Parse complex number from string, considering syntax variations

Question

I'm making a console application where I can input complex numbers. Everything works, but I'd like to be more flexible with the input formatting. Right now it only accepts a+bi, I'd like to make it so if I just enter 3 or -2i, it still works.

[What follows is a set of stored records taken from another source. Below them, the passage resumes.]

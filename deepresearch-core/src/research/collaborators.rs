//! Contracts for the external search and page-retrieval collaborators.
//!
//! Concrete HTTP-backed implementations live in `deepresearch-tools`; the
//! static implementations here serve tests and offline runs.

use crate::error::CollaboratorError;
use async_trait::async_trait;
use serde::{Deserialize, Serialize};
use std::collections::HashMap;
use std::sync::Mutex;

/// One search result.
#[derive(Debug, Clone, PartialEq, Eq, Serialize, Deserialize)]
pub struct SearchHit {
    pub url: String,
    pub title: String,
    pub snippet: String,
}

impl SearchHit {
    pub fn new(url: impl Into<String>, title: impl Into<String>, snippet: impl Into<String>) -> Self {
        Self {
            url: url.into(),
            title: title.into(),
            snippet: snippet.into(),
        }
    }
}

/// Ordered search results plus the usage the provider charged. Empty is valid.
#[derive(Debug, Clone, Default, PartialEq, Eq)]
pub struct SearchResults {
    pub hits: Vec<SearchHit>,
    pub usage: u64,
}

/// Extracted text of one page.
#[derive(Debug, Clone, PartialEq, Eq)]
pub struct PageContent {
    pub url: String,
    pub title: String,
    pub text: String,
    pub usage: u64,
}

impl PageContent {
    /// Page content with usage estimated from its length.
    pub fn new(url: impl Into<String>, title: impl Into<String>, text: impl Into<String>) -> Self {
        let text = text.into();
        let usage = estimate_units(&text);
        Self {
            url: url.into(),
            title: title.into(),
            text,
            usage,
        }
    }
}

/// Token-equivalent usage for providers that report none (about four characters per unit).
pub fn estimate_units(text: &str) -> u64 {
    (text.len() / 4) as u64
}

/// Web search collaborator.
#[async_trait]
pub trait SearchProvider: Send + Sync {
    fn name(&self) -> &str;

    async fn search(&self, query: &str) -> Result<SearchResults, CollaboratorError>;
}

/// Page retrieval collaborator.
#[async_trait]
pub trait PageReader: Send + Sync {
    fn name(&self) -> &str;

    async fn read(&self, url: &str) -> Result<PageContent, CollaboratorError>;
}

/// Search provider answering from a fixed table keyed by exact query.
///
/// Unknown queries get the default hits (empty unless set).
#[derive(Debug, Default)]
pub struct StaticSearchProvider {
    results: HashMap<String, Result<Vec<SearchHit>, CollaboratorError>>,
    default_hits: Vec<SearchHit>,
    queries: Mutex<Vec<String>>,
}

impl StaticSearchProvider {
    pub fn new() -> Self {
        Self::default()
    }

    pub fn with_results(mut self, query: &str, hits: Vec<SearchHit>) -> Self {
        self.results.insert(query.to_string(), Ok(hits));
        self
    }

    pub fn with_failure(mut self, query: &str, error: CollaboratorError) -> Self {
        self.results.insert(query.to_string(), Err(error));
        self
    }

    pub fn with_default(mut self, hits: Vec<SearchHit>) -> Self {
        self.default_hits = hits;
        self
    }

    /// Queries received so far, in order.
    pub fn queries(&self) -> Vec<String> {
        self.queries
            .lock()
            .unwrap_or_else(|e| e.into_inner())
            .clone()
    }
}

#[async_trait]
impl SearchProvider for StaticSearchProvider {
    fn name(&self) -> &str {
        "static-search"
    }

    async fn search(&self, query: &str) -> Result<SearchResults, CollaboratorError> {
        self.queries
            .lock()
            .unwrap_or_else(|e| e.into_inner())
            .push(query.to_string());
        let hits = match self.results.get(query) {
            Some(Ok(hits)) => hits.clone(),
            Some(Err(e)) => return Err(e.clone()),
            None => self.default_hits.clone(),
        };
        let usage = hits
            .iter()
            .map(|h| estimate_units(&h.snippet) + estimate_units(&h.title))
            .sum();
        Ok(SearchResults { hits, usage })
    }
}

/// Page reader serving fixed pages keyed by URL.
///
/// Unknown URLs fail with `Unavailable`.
#[derive(Debug, Default)]
pub struct StaticPageReader {
    pages: HashMap<String, Result<PageContent, CollaboratorError>>,
    reads: Mutex<Vec<String>>,
}

impl StaticPageReader {
    pub fn new() -> Self {
        Self::default()
    }

    pub fn with_page(mut self, url: &str, title: &str, text: &str) -> Self {
        self.pages
            .insert(url.to_string(), Ok(PageContent::new(url, title, text)));
        self
    }

    pub fn with_failure(mut self, url: &str, error: CollaboratorError) -> Self {
        self.pages.insert(url.to_string(), Err(error));
        self
    }

    /// URLs read so far, in completion order.
    pub fn reads(&self) -> Vec<String> {
        self.reads.lock().unwrap_or_else(|e| e.into_inner()).clone()
    }
}

#[async_trait]
impl PageReader for StaticPageReader {
    fn name(&self) -> &str {
        "static-reader"
    }

    async fn read(&self, url: &str) -> Result<PageContent, CollaboratorError> {
        self.reads
            .lock()
            .unwrap_or_else(|e| e.into_inner())
            .push(url.to_string());
        match self.pages.get(url) {
            Some(page) => page.clone(),
            None => Err(CollaboratorError::Unavailable {
                collaborator: "static-reader".into(),
                message: format!("no page for {url}"),
            }),
        }
    }
}

#[cfg(test)]
mod tests {
    use super::*;

    #[tokio::test]
    async fn test_static_search_lookup_and_default() {
        let provider = StaticSearchProvider::new()
            .with_results(
                "rust",
                vec![SearchHit::new("https://rust-lang.org/", "Rust", "A language")],
            )
            .with_default(vec![]);
        let hits = provider.search("rust").await.unwrap();
        assert_eq!(hits.hits.len(), 1);
        assert!(provider.search("go").await.unwrap().hits.is_empty());
        assert_eq!(provider.queries(), vec!["rust", "go"]);
    }

    #[tokio::test]
    async fn test_static_search_failure() {
        let provider = StaticSearchProvider::new().with_failure(
            "down",
            CollaboratorError::Unavailable {
                collaborator: "static-search".into(),
                message: "offline".into(),
            },
        );
        assert!(provider.search("down").await.is_err());
    }

    #[tokio::test]
    async fn test_static_reader() {
        let reader = StaticPageReader::new().with_page("https://a.example/", "A", "hello world");
        let page = reader.read("https://a.example/").await.unwrap();
        assert_eq!(page.title, "A");
        assert_eq!(page.usage, 2);
        assert!(reader.read("https://missing.example/").await.is_err());
        assert_eq!(reader.reads().len(), 2);
    }
}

Complex console::parseComplex(std::string cmp) { 
    float a, b;
    char i;
    std::stringstream ss(cmp);
    if (ss >> a >> b >> i && i == 'i')
        return { a, b };
    else return { true };

The thing is that as far as I know if I add the following

    else if (ss >> a >> i && i == '\0')
        return { a, 0 };
    else if (ss >> b >> i && i == 'i')
        return { 0, i };

Before my last line, it won't work, since >> goes through the ss. There won't be any spaces in the string. I'm not sure how to change it without just recasting the ss (which I assume is not the best way of doing it)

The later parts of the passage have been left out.